__Work order__
Across the listing below, count the lines containing "tracing". Answer with that number only.

__Material provided__
//! Configuration management for flatdet

use anyhow::{Context, Result};
use serde::{Deserialize, Serialize};
use std::path::Path;

use crate::resample::ResampleOptions;

/// Kernel execution settings
#[derive(Debug, Clone, Serialize, Deserialize)]
pub struct ResampleConfig {
    /// Worker threads for the global pool (0 = rayon default)
    #[serde(default)]
    pub threads: usize,

    /// Split output rows across workers
    #[serde(default = "default_parallel")]
    pub parallel: bool,

    /// Run sequentially below this many output rows
    #[serde(default = "default_min_parallel_rows")]
    pub min_parallel_rows: usize,
}

fn default_parallel() -> bool {
    true
}

fn default_min_parallel_rows() -> usize {
    64
}

impl Default for ResampleConfig {
    fn default() -> Self {
        Self {
            threads: 0,
            parallel: true,
            min_parallel_rows: 64,
        }
    }
}

impl ResampleConfig {
    pub fn to_options(&self) -> ResampleOptions {
        ResampleOptions {
            parallel: self.parallel,
            min_parallel_rows: self.min_parallel_rows,
        }
    }

    /// Size the global rayon pool. Must run once, before any parallel work.
    pub fn install_global_pool(&self) -> Result<()> {
        if self.threads == 0 {
            return Ok(());
        }
        rayon::ThreadPoolBuilder::new()
            .num_threads(self.threads)
            .build_global()
            .with_context(|| format!("Failed to start {} worker threads", self.threads))?;
        tracing::info!("Using {} worker threads", self.threads);
        Ok(())
    }
}

/// Input/output settings
#[derive(Debug, Clone, Default, Serialize, Deserialize)]
pub struct IoConfig {
    /// Write a JSON run report next to the output volume
    #[serde(default)]
    pub write_report: bool,
}

/// Main configuration structure
#[derive(Debug, Clone, Serialize, Deserialize, Default)]
pub struct Config {
    #[serde(default)]
    pub resample: ResampleConfig,

    #[serde(default)]
    pub io: IoConfig,
}

impl Config {
    /// Load configuration from a file, or create default if it doesn't exist
    pub fn load_or_create(path: &Path) -> Result<Self> {
        if path.exists() {
            let content = std::fs::read_to_string(path)
                .with_context(|| format!("Failed to read config from {:?}", path))?;
            let config: Config = toml::from_str(&content)
                .with_context(|| format!("Failed to parse config from {:?}", path))?;
            tracing::info!("Loaded configuration from {:?}", path);
            Ok(config)
        } else {
            let config = Config::default();
            config.save(path)?;
            tracing::info!("Created default configuration at {:?}", path);
            Ok(config)
        }
    }

    /// Save configuration to a file
    pub fn save(&self, path: &Path) -> Result<()> {
        let content = toml::to_string_pretty(self)
            .context("Failed to serialize configuration")?;

        if let Some(parent) = path.parent() {
            if !parent.as_os_str().is_empty() {
                std::fs::create_dir_all(parent)
                    .with_context(|| format!("Failed to create config directory {:?}", parent))?;
            }
        }

        std::fs::write(path, content)
            .with_context(|| format!("Failed to write config to {:?}", path))?;

        tracing::info!("Saved configuration to {:?}", path);
        Ok(())
    }
}

#[cfg(test)]
mod tests {
    use super::*;

    #[test]
    fn test_default_options() {
        let options = ResampleConfig::default().to_options();
        assert!(options.parallel);
        assert_eq!(options.min_parallel_rows, 64);
    }

    #[test]
    fn test_options_mapping() {
        let cfg = ResampleConfig {
            threads: 4,
            parallel: false,
            min_parallel_rows: 8,
        };
        assert_eq!(
            cfg.to_options(),
            ResampleOptions {
                parallel: false,
                min_parallel_rows: 8
            }
        );
    }

    #[test]
    fn test_default_threads_leave_global_pool_alone() {
        assert!(ResampleConfig::default().install_global_pool().is_ok());
    }

    #[test]
    fn test_partial_file_uses_defaults() {
        let config: Config = toml::from_str("[resample]\nthreads = 2\n").unwrap();
        assert_eq!(config.resample.threads, 2);
        assert!(config.resample.parallel);
        assert_eq!(config.resample.min_parallel_rows, 64);
        assert!(!config.io.write_report);
    }

    #[test]
    fn test_load_or_create_round_trip() {
        let dir = std::env::temp_dir().join(format!("flatdet-config-{}", std::process::id()));
        let path = dir.join("config.toml");
        let _ = std::fs::remove_file(&path);

        let created = Config::load_or_create(&path).unwrap();
        assert!(path.exists());
        assert_eq!(created.resample.threads, 0);

        let mut changed = created.clone();
        changed.resample.parallel = false;
        changed.io.write_report = true;
        changed.save(&path).unwrap();

        let loaded = Config::load_or_create(&path).unwrap();
        assert!(!loaded.resample.parallel);
        assert!(loaded.io.write_report);

        let _ = std::fs::remove_dir_all(&dir);
    }
}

__Result of the task__
4